Examples for determining critical values for rejections, in the
distribution under null hypothesis curve, using, e.g., a T-test,
are shown in FIG. 4D. The list of flights developed at blocks 145,
147, and 148, are now subjected to two possible price setting
solutions, via block 160, based on the price setting policies or
strategies provided at block 162.
[0041] The first set of price setting solutions is determined when
competitors' prices are available at block 164. Pricing Outcomes
1A, 1B, and 1C, described hereinbelow, are possible pricing
solutions:
[0042] Outcome 1A: If a flight has not been evaluated as one of
greenest, at block 174, then the competitors' price is matched at
block 184. The costs for these choices are necessarily below
competitors' prices and always allow for the minimum profit margin
to be applied.
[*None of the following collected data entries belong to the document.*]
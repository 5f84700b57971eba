use std::sync::Arc;

use ariteg_types::{Multihash, StorageStatus};

use crate::error::StoreResult;

/// Backing store for Ariteg objects.
///
/// All implementations must satisfy these invariants:
/// - `put` is idempotent. Writing the same digest twice is a no-op, never
///   corruption; this is what makes a racy exists-then-put harmless.
/// - Objects are immutable once written.
/// - Concurrent reads are always safe.
/// - The store never interprets object contents. It may transform what it
///   commits (compression, encryption) as long as `get` returns the bytes
///   that were given to `put`.
/// - All I/O errors are propagated, never silently ignored.
pub trait ObjectStore: Send + Sync {
    /// Check whether an object exists.
    fn exists(&self, digest: &Multihash) -> StoreResult<bool>;

    /// Store `data` under `digest`. The caller has already computed the
    /// digest; the store does not recompute it.
    fn put(&self, digest: &Multihash, data: &[u8]) -> StoreResult<()>;

    /// Read an object. Returns `Ok(None)` if it does not exist.
    fn get(&self, digest: &Multihash) -> StoreResult<Option<Vec<u8>>>;

    /// Delete an object. Returns `true` if it existed.
    ///
    /// Intended for garbage collection only. Deleting referenced objects
    /// breaks every graph that points at them.
    fn delete(&self, digest: &Multihash) -> StoreResult<bool>;

    /// Availability window and size of an object, or `None` if it does not
    /// exist.
    ///
    /// The default treats every present object as permanently readable.
    /// Tiered backends (cold storage, retention policies) override this.
    fn status(&self, digest: &Multihash) -> StoreResult<Option<StorageStatus>> {
        Ok(self
            .get(digest)?
            .map(|data| StorageStatus::permanent(data.len() as i64)))
    }
}

impl<S: ObjectStore + ?Sized> ObjectStore for Arc<S> {
    fn exists(&self, digest: &Multihash) -> StoreResult<bool> {
        (**self).exists(digest)
    }

    fn put(&self, digest: &Multihash, data: &[u8]) -> StoreResult<()> {
        (**self).put(digest, data)
    }

    fn get(&self, digest: &Multihash) -> StoreResult<Option<Vec<u8>>> {
        (**self).get(digest)
    }

    fn delete(&self, digest: &Multihash) -> StoreResult<bool> {
        (**self).delete(digest)
    }

    fn status(&self, digest: &Multihash) -> StoreResult<Option<StorageStatus>> {
        (**self).status(digest)
    }
}
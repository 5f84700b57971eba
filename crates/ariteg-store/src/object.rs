use std::collections::HashSet;

use ariteg_types::{AritegLink, LinkType};
use serde::de::DeserializeOwned;
use serde::{Deserialize, Serialize};

use crate::error::{StoreError, StoreResult};

/// A structured node of the object graph.
///
/// Encoded as one tag byte (the node's [`LinkType`] tag) followed by the
/// bincode serialization of the node. The tag keeps a list, a tree, and a
/// commit with coincidentally equal bodies from sharing a digest.
pub trait Node: Serialize + DeserializeOwned + Sized {
    /// The link type that points at this kind of node.
    const LINK_TYPE: LinkType;

    /// Links this node references, in order.
    fn children(&self) -> Vec<&AritegLink>;

    /// Structural checks run after decoding.
    fn validate(&self) -> StoreResult<()> {
        Ok(())
    }

    /// Serialize to the bytes that are hashed and stored.
    fn encode(&self) -> StoreResult<Vec<u8>> {
        let body =
            bincode::serialize(self).map_err(|e| StoreError::Serialization(e.to_string()))?;
        let mut out = Vec::with_capacity(body.len() + 1);
        out.push(Self::LINK_TYPE.tag());
        out.extend_from_slice(&body);
        Ok(out)
    }

    /// Decode stored bytes, checking the tag and the node's invariants.
    fn decode(bytes: &[u8]) -> StoreResult<Self> {
        let corrupt = |reason: String| StoreError::CorruptObject {
            kind: Self::LINK_TYPE,
            reason,
        };
        let (tag, body) = bytes
            .split_first()
            .ok_or_else(|| corrupt("empty object".to_string()))?;
        if *tag != Self::LINK_TYPE.tag() {
            return Err(corrupt(format!("unexpected tag {tag}")));
        }
        let node: Self = bincode::deserialize(body).map_err(|e| corrupt(e.to_string()))?;
        node.validate()?;
        Ok(node)
    }
}

// ---------------------------------------------------------------------------
// List
// ---------------------------------------------------------------------------

/// Ordered links whose restored contents, concatenated, form one stream.
///
/// Children are blobs or nested lists.
#[derive(Clone, Debug, PartialEq, Eq, Serialize, Deserialize)]
pub struct List {
    pub links: Vec<AritegLink>,
}

impl List {
    pub fn new(links: Vec<AritegLink>) -> Self {
        Self { links }
    }
}

impl Node for List {
    const LINK_TYPE: LinkType = LinkType::List;

    fn children(&self) -> Vec<&AritegLink> {
        self.links.iter().collect()
    }

    fn validate(&self) -> StoreResult<()> {
        match self
            .links
            .iter()
            .find(|l| !matches!(l.link_type, LinkType::Blob | LinkType::List))
        {
            Some(bad) => Err(StoreError::CorruptObject {
                kind: LinkType::List,
                reason: format!("list cannot contain {} links", bad.link_type),
            }),
            None => Ok(()),
        }
    }
}

// ---------------------------------------------------------------------------
// Tree
// ---------------------------------------------------------------------------

/// A single named entry in a tree.
#[derive(Clone, Debug, PartialEq, Eq, Serialize, Deserialize)]
pub struct TreeEntry {
    pub name: String,
    pub link: AritegLink,
}

impl TreeEntry {
    pub fn new(name: impl Into<String>, link: AritegLink) -> Self {
        Self {
            name: name.into(),
            link,
        }
    }
}

/// Ordered `(name, link)` listing, analogous to a directory.
///
/// Entry order is part of the content: reordering entries changes the
/// digest. Names are unique within a tree.
#[derive(Clone, Debug, PartialEq, Eq, Serialize, Deserialize)]
pub struct Tree {
    entries: Vec<TreeEntry>,
}

impl Tree {
    /// Create a tree, keeping the given order.
    pub fn new(entries: Vec<TreeEntry>) -> StoreResult<Self> {
        let tree = Self { entries };
        tree.validate()?;
        Ok(tree)
    }

    /// Create an empty tree.
    pub fn empty() -> Self {
        Self {
            entries: Vec::new(),
        }
    }

    pub fn entries(&self) -> &[TreeEntry] {
        &self.entries
    }

    /// Look up an entry by name.
    pub fn get(&self, name: &str) -> Option<&TreeEntry> {
        self.entries.iter().find(|e| e.name == name)
    }

    pub fn len(&self) -> usize {
        self.entries.len()
    }

    pub fn is_empty(&self) -> bool {
        self.entries.is_empty()
    }
}

impl Node for Tree {
    const LINK_TYPE: LinkType = LinkType::Tree;

    fn children(&self) -> Vec<&AritegLink> {
        self.entries.iter().map(|e| &e.link).collect()
    }

    fn validate(&self) -> StoreResult<()> {
        let mut seen = HashSet::with_capacity(self.entries.len());
        for entry in &self.entries {
            if entry.name.is_empty() || entry.name.contains('/') {
                return Err(StoreError::InvalidEntryName(entry.name.clone()));
            }
            if !seen.insert(entry.name.as_str()) {
                return Err(StoreError::DuplicateEntry(entry.name.clone()));
            }
        }
        Ok(())
    }
}

// ---------------------------------------------------------------------------
// Commit
// ---------------------------------------------------------------------------

/// A version of some root node, linked to the commits it derives from.
///
/// The digest covers every field, so two commits with the same root,
/// parents and metadata are the same object.
#[derive(Clone, Debug, PartialEq, Eq, Serialize, Deserialize)]
pub struct Commit {
    pub root: AritegLink,
    pub parents: Vec<AritegLink>,
    pub message: String,
    pub author: String,
    pub unix_timestamp_ms: i64,
}

impl Node for Commit {
    const LINK_TYPE: LinkType = LinkType::Commit;

    fn children(&self) -> Vec<&AritegLink> {
        std::iter::once(&self.root).chain(self.parents.iter()).collect()
    }

    fn validate(&self) -> StoreResult<()> {
        match self.parents.iter().find(|p| p.link_type != LinkType::Commit) {
            Some(bad) => Err(StoreError::CorruptObject {
                kind: LinkType::Commit,
                reason: format!("parent {} is not a commit", bad.short()),
            }),
            None => Ok(()),
        }
    }
}
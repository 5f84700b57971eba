use std::future::Future;
use std::pin::Pin;
use std::task::{Context, Poll};

use ariteg_types::{AritegLink, Multihash};
use tokio::task::JoinHandle;

use crate::error::{AritegError, AritegResult, Direction, Stage};

/// How a background write resolved.
#[derive(Debug)]
pub enum WriteOutcome {
    /// New bytes were durably persisted under this digest.
    Written(Multihash),
    /// The object was already present; nothing was written.
    AlreadyExists,
    /// The write (or a write it depended on) failed.
    Failed(AritegError),
}

impl WriteOutcome {
    pub fn is_written(&self) -> bool {
        matches!(self, WriteOutcome::Written(_))
    }

    pub fn is_already_exists(&self) -> bool {
        matches!(self, WriteOutcome::AlreadyExists)
    }

    /// `Some(digest)` if bytes were written, `None` on a dedup hit.
    pub fn into_result(self) -> AritegResult<Option<Multihash>> {
        match self {
            WriteOutcome::Written(digest) => Ok(Some(digest)),
            WriteOutcome::AlreadyExists => Ok(None),
            WriteOutcome::Failed(err) => Err(err),
        }
    }
}

/// Future resolving once the backend write behind a receipt settles.
///
/// Always resolves: a write task that panics or is aborted yields
/// [`WriteOutcome::Failed`]. Dropping a `Completion` does not cancel the
/// write.
#[derive(Debug)]
pub struct Completion {
    link: AritegLink,
    stage: Stage,
    handle: JoinHandle<WriteOutcome>,
}

impl Completion {
    pub(crate) fn new(link: AritegLink, stage: Stage, handle: JoinHandle<WriteOutcome>) -> Self {
        Self {
            link,
            stage,
            handle,
        }
    }

    /// Best-effort cancellation.
    ///
    /// A write already running on the blocking pool still completes; one
    /// that has not started, or a list still waiting on its children,
    /// resolves to [`AritegError::Cancelled`].
    pub fn abort(&self) {
        self.handle.abort();
    }
}

impl Future for Completion {
    type Output = WriteOutcome;

    fn poll(self: Pin<&mut Self>, cx: &mut Context<'_>) -> Poll<Self::Output> {
        let this = self.get_mut();
        match Pin::new(&mut this.handle).poll(cx) {
            Poll::Pending => Poll::Pending,
            Poll::Ready(Ok(outcome)) => Poll::Ready(outcome),
            Poll::Ready(Err(err)) if err.is_cancelled() => {
                Poll::Ready(WriteOutcome::Failed(AritegError::Cancelled {
                    link: this.link.clone(),
                }))
            }
            Poll::Ready(Err(err)) => Poll::Ready(WriteOutcome::Failed(AritegError::stage(
                this.stage,
                Direction::Store,
                &this.link,
                err,
            ))),
        }
    }
}

/// Result of a store call: the link, known immediately, and the
/// completion of the write behind it.
#[derive(Debug)]
pub struct StoreReceipt {
    pub link: AritegLink,
    pub completion: Completion,
}

impl StoreReceipt {
    /// Wait for durability and return the link.
    pub async fn durable(self) -> AritegResult<AritegLink> {
        self.completion.await.into_result()?;
        Ok(self.link)
    }
}
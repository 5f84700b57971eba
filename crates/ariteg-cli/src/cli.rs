use std::path::PathBuf;

use ariteg_store::TreeEntry;
use ariteg_types::AritegLink;
use clap::{Args, Parser, Subcommand};

#[derive(Parser)]
#[command(
    name = "ariteg",
    about = "Ariteg: content-addressed archival object store",
    version
)]
pub struct Cli {
    #[command(subcommand)]
    pub command: Command,

    /// Repository directory
    #[arg(long, global = true, default_value = ".ariteg")]
    pub repo: PathBuf,

    #[arg(short, long, global = true)]
    pub verbose: bool,

    #[arg(long, global = true, default_value = "text")]
    pub format: OutputFormat,
}

#[derive(Clone, Copy, Debug, PartialEq, Eq, clap::ValueEnum)]
pub enum OutputFormat {
    Text,
    Json,
}

#[derive(Subcommand)]
pub enum Command {
    /// Create a repository with a default ariteg.toml
    Init(InitArgs),
    /// Store a file (or stdin) and print its link
    Put(PutArgs),
    /// Restore the content behind a link
    Get(GetArgs),
    /// Store a tree from name=link entries
    Tree(TreeArgs),
    /// Store a commit
    Commit(CommitArgs),
    /// Show an object's storage status
    Probe(LinkArgs),
    /// Verify every object reachable from a link
    Verify(LinkArgs),
    /// Show an object's integrity record
    Meta(LinkArgs),
    /// Delete an object and its integrity record
    Rm(LinkArgs),
    /// Print the effective configuration
    Config,
}

#[derive(Args)]
pub struct InitArgs {
    /// Store objects zstd-compressed; recorded in ariteg.toml
    #[arg(long)]
    pub compress: bool,
}

#[derive(Args)]
pub struct PutArgs {
    /// File to store; `-` reads stdin
    pub path: PathBuf,
}

#[derive(Args)]
pub struct GetArgs {
    pub link: AritegLink,
    /// Write content here instead of stdout
    #[arg(short, long)]
    pub output: Option<PathBuf>,
}

#[derive(Args)]
pub struct TreeArgs {
    /// Entries as `name=<link>`, in order
    #[arg(value_parser = parse_entry)]
    pub entries: Vec<TreeEntry>,
}

#[derive(Args)]
pub struct CommitArgs {
    /// Root object of the commit
    #[arg(long)]
    pub root: AritegLink,
    #[arg(long)]
    pub parent: Vec<AritegLink>,
    #[arg(short, long, default_value = "")]
    pub message: String,
    #[arg(long, default_value = "")]
    pub author: String,
}

#[derive(Args)]
pub struct LinkArgs {
    pub link: AritegLink,
}

fn parse_entry(s: &str) -> Result<TreeEntry, String> {
    let (name, link) = s
        .split_once('=')
        .ok_or_else(|| format!("expected name=<link>, got {s:?}"))?;
    let link = link.parse::<AritegLink>().map_err(|e| e.to_string())?;
    Ok(TreeEntry::new(name, link))
}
The price is then appended to the list of prices
(i.e., which have been set according to pricing policy) at block
200 The list of prices at block 200 is provided as an input B to
the intelligence center 24.
[0043] Outcome 1B: If a flight has been evaluated as one of
greenest, at block 176, and if the competitors' price minus the
cost of the flight is greater than the preset minimum required
profit for the system 20 operator, then the price is established by
applying a slight markdown to the competitors' price, at block 182.
The price is then appended to the list of prices at block 200,
which in turn is provided as an input B to the intelligence center
24.
[0044] Outcome 1C: If a flight has been evaluated as one of
greenest, at block 176, and if the competitors' price minus the
cost of the flight is less than the preset minimum required profit
required, then the price is established by cost-plus pricing with
the profit margin being at the preset minimum, at block 183. In
this case only, the system 20 allows for exceeding the competitors'
price since the customer would be paying a premium for the greenest
option. The price is then appended to the list of prices at block
200, which in turn is provided as an input B to the intelligence
center 24.
[0045] The second set of price setting solutions is determined when
competitors' prices are not available at block 166 and a set of
historical prices for shipments with similar characteristics is
available at block 172. Pricing Outcomes 2A and 2B, described
hereinbelow, are possible pricing solutions:
[0046] Outcome 2A: If the historical price ensures the minimum
profit required considering the current cost, then the historical
price is matched at block 182. The price is then appended to the
list of prices at block 200, which in turn is provided as an input
B to the intelligence center 24.
[0047] Outcome 2B: If the historical price minus the cost is less
than the minimum profit required, then at block 188 the price is
set at cost-plus pricing with the profit margin being the preset
minimum. The price is then appended to the list of prices at block
200, which in turn is provided as an input B to the intelligence
center 24.
[0048] Referring again to FIG. 1A, the variables processing unit 28
may receive further user input after the user is provided with
information in block 26 concerning, as an example, a list of prices
offered for available routes including the available flights and is
given the option to optimize based on one of several selectable
criteria, such as the three criteria mentioned above, price, speed
and greenness. The user input 50 to the variables processing unit
28 may be in the form of selecting one of three options: option #1,
52, i.e., greenest shipping based on shipping variables defining
greenness only green standards; option #2, 54, i.e., cheapest green
shipping based on variables defining price; and option #3, 56,
i.e., green shipping based on variables defining speed, i.e., time
of delivery.
[0049] Optimizing green shipping based on variables relating to
another of a selected set of criteria, such as on price, can be
very useful, even after the full list of prices is provided to the
customer in the earlier stage of the system 20 processes through
the intelligence center 24, i.e., including a reverse auction
discussed below. Doing so can not only provide an option or set of
options with best price(s), it can also provide the list with
choices that show small variances from the best price(s), but also
perhaps having a substantial marginal benefit(s) in relation to
other criteria, e.g., towards greenness and/or speed.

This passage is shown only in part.